Al netto di queste curiose
fantasticherie, va riconosciuto che lo
sbarco sulla Luna fu un evento epocale perché concretizzava quella che
era da sempre una delle grandi aspirazioni umana: mettere piede sul nostro
satellite. La Luna ha sempre esercitato un grande
fascino sull’immaginazione umana, è parte integrante del corpus
mitologico umano, dai miti greci alla letteratura epica medievale. Ariosto, ad
esempio, elesse proprio la Luna come il luogo in cui finiva il senno di coloro
che ammattivano, ambientandovi un frammento del suo Orlando
Furioso.
Non è un caso che quando la letteratura
d’anticipazione, antesignana della fantascienza, fece la sua apparizione, uno
dei suoi padri nobili, Jules Verne, vedesse nella
conquista della Luna una delle più grandi avventure umane. Nel suo Dalla Terra
alla Luna, il romanziere francese si rende protagonista di una sorprendente
lungimiranza, azzeccando tempi e posizione geografica ideale per una missione
lunare. Altri scrittori celebri videro nella Luna una meta sicura del nostro
futuro, come Arthur
C. Clarke, che nel 1948 la rese l’ambientazione del suo racconto La
Sentinella, opera da cui poi lo scrittore trasse il suo romanzo più noto, 2001:
Odissea nello Spazio o Paul Hogan, che vide nei misteri della Luna la scintilla vitale del
suo Ciclo dei Giganti.
Una volta resa reale
la conquista della Luna, l’immaginario collettivo la vide ancor di più come una
destinazione facilmente raggiungibile. Specialmente negli anni immediatamente
seguenti al successo dell’Apollo 11, con nuove missioni che tornarono a
calpestare il suolo lunare, la sci-fi vide
come imminente una presenza umana fissa sul nostro satellite. Da queste
suggestioni nacquero opere come Spazio 1999, decine di racconti
di fantascienza e una tradizione letteraria che ha reso la Luna una presenza
fissa della narrativa sci-fi, dai fumetti (come il nostro Nathan Never) alla
musica.
Non meno interessato è
stato il cinema, che ha sempre interagito con questo evento storico, anche
affrontando in modo particolare la teoria del finto allunaggio, come fatto con
il celebre Capricorn One (1979).

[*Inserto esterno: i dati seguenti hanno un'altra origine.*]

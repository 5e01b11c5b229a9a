//! Authentication handlers: registration, login, password reset

use axum::{extract::State, http::StatusCode, Json};
use serde::{Deserialize, Serialize};
use uuid::Uuid;
use validator::Validate;

use crate::AppState;
use ecevision_common::{
    auth::{
        generate_reset_token, hash_password, hash_reset_token, verify_password,
    },
    db::Repository,
    errors::{AppError, Result},
};

/// Request to register a new account
#[derive(Debug, Deserialize, Validate)]
pub struct RegisterRequest {
    #[validate(email)]
    pub email: String,

    #[validate(length(min = 8, max = 128))]
    pub password: String,

    #[validate(length(min = 1, max = 200))]
    pub full_name: String,

    #[serde(default)]
    pub skills: Vec<String>,

    pub hall_ticket_number: Option<String>,

    pub mobile: Option<String>,
}

/// Request to sign in
#[derive(Debug, Deserialize, Validate)]
pub struct LoginRequest {
    #[validate(email)]
    pub email: String,

    #[validate(length(min = 1))]
    pub password: String,
}

/// Request to start a password reset
#[derive(Debug, Deserialize, Validate)]
pub struct PasswordResetRequest {
    #[validate(email)]
    pub email: String,
}

/// Request to complete a password reset
#[derive(Debug, Deserialize, Validate)]
pub struct PasswordResetConfirm {
    #[validate(length(min = 1))]
    pub token: String,

    #[validate(length(min = 8, max = 128))]
    pub new_password: String,
}

/// Profile data returned to clients
#[derive(Debug, Serialize)]
pub struct ProfileResponse {
    pub id: Uuid,
    pub email: String,
    pub full_name: String,
    pub role: String,
    pub skills: Vec<String>,
    pub hall_ticket_number: Option<String>,
    pub mobile: Option<String>,
    pub is_blocked: bool,
    pub created_at: String,
}

impl From<ecevision_common::db::models::Profile> for ProfileResponse {
    fn from(profile: ecevision_common::db::models::Profile) -> Self {
        Self {
            id: profile.id,
            email: profile.email,
            full_name: profile.full_name,
            role: profile.role,
            skills: profile.skills,
            hall_ticket_number: profile.hall_ticket_number,
            mobile: profile.mobile,
            is_blocked: profile.is_blocked,
            created_at: profile.created_at.to_rfc3339(),
        }
    }
}

/// Successful authentication response
#[derive(Serialize)]
pub struct AuthResponse {
    pub token: String,
    pub profile: ProfileResponse,
}

/// Register a new account with role=student
pub async fn register(
    State(state): State<AppState>,
    Json(request): Json<RegisterRequest>,
) -> Result<(StatusCode, Json<AuthResponse>)> {
    request.validate()?;

    let repo = Repository::new(state.db.clone());
    let password_hash = hash_password(&request.password)?;

    let profile = repo
        .create_profile(
            request.email.to_lowercase(),
            password_hash,
            request.full_name,
            request.skills,
            request.hall_ticket_number,
            request.mobile,
        )
        .await?;

    let token = state.jwt.generate_token(profile.id, profile.user_role())?;

    tracing::info!(user_id = %profile.id, "Account registered");

    Ok((
        StatusCode::CREATED,
        Json(AuthResponse {
            token,
            profile: profile.into(),
        }),
    ))
}

/// Sign in with email and password
pub async fn login(
    State(state): State<AppState>,
    Json(request): Json<LoginRequest>,
) -> Result<Json<AuthResponse>> {
    request.validate()?;

    let repo = Repository::new(state.db.clone());

    let profile = repo
        .find_profile_by_email(&request.email.to_lowercase())
        .await?
        .ok_or(AppError::InvalidCredentials)?;

    if !verify_password(&request.password, &profile.password_hash)? {
        return Err(AppError::InvalidCredentials);
    }

    if profile.is_blocked {
        return Err(AppError::AccountBlocked);
    }

    let token = state.jwt.generate_token(profile.id, profile.user_role())?;

    tracing::info!(user_id = %profile.id, "User signed in");

    Ok(Json(AuthResponse {
        token,
        profile: profile.into(),
    }))
}

/// Start a password reset
///
/// Always answers 204 so the endpoint cannot be used to enumerate accounts.
pub async fn request_password_reset(
    State(state): State<AppState>,
    Json(request): Json<PasswordResetRequest>,
) -> Result<StatusCode> {
    request.validate()?;

    let repo = Repository::new(state.db.clone());

    if let Some(profile) = repo
        .find_profile_by_email(&request.email.to_lowercase())
        .await?
    {
        let token = generate_reset_token();
        repo.create_password_reset(
            profile.id,
            hash_reset_token(&token),
            state.config.auth.reset_token_ttl_minutes,
        )
        .await?;

        // Delivery is out of band; the token never appears in the response
        tracing::info!(user_id = %profile.id, "Password reset requested");
        tracing::debug!(token = %token, "Password reset token issued");
    }

    Ok(StatusCode::NO_CONTENT)
}

/// Complete a password reset with a previously issued token
pub async fn confirm_password_reset(
    State(state): State<AppState>,
    Json(request): Json<PasswordResetConfirm>,
) -> Result<StatusCode> {
    request.validate()?;

    let repo = Repository::new(state.db.clone());

    let reset = repo
        .find_password_reset(&hash_reset_token(&request.token))
        .await?
        .ok_or_else(|| AppError::Unauthorized {
            message: "Invalid or expired reset token".to_string(),
        })?;

    if reset.is_expired() {
        repo.consume_password_reset(reset.id).await?;
        return Err(AppError::Unauthorized {
            message: "Invalid or expired reset token".to_string(),
        });
    }

    let password_hash = hash_password(&request.new_password)?;
    repo.update_password(reset.user_id, password_hash).await?;
    repo.consume_password_reset(reset.id).await?;

    tracing::info!(user_id = %reset.user_id, "Password reset completed");

    Ok(StatusCode::NO_CONTENT)
}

Fu soprattutto il lato oscuro della Luna a sedurre
la fantasia degli sceneggiatori, come nel recente Transformers
3,
che immagina che il programma Apollo fosse nato per recuperare una nave Autobot
schiantatasi nel 1961 proprio sul lato in ombra della Luna.
Sono molti i film che
vedono nella Luna una destinazione lontana eppure così familiare per l’uomo
moderno, come Moon di Duncan Jones o l’irriverente Iron Sky, senza dimenticare pellicole che
intendono invece ricordare gli eroi che hanno compiuto questa leggendaria
impresa, come First Man.
Fumetti, film, libri e
canzoni hanno omaggiato il fascino della conquista del suolo lunare, lo hanno
giustamente reso uno dei momenti fondamentali della nostra storia. Molto più di
un semplice passo, un salto coraggioso tra le stelle che, nonostante un brusco
arresto dopo la chiusura del Programma Apollo nel 1972, continua a solleticare
la voglia umana di esplorare il cosmo per arrivare dove nessuno è mai giunto prima.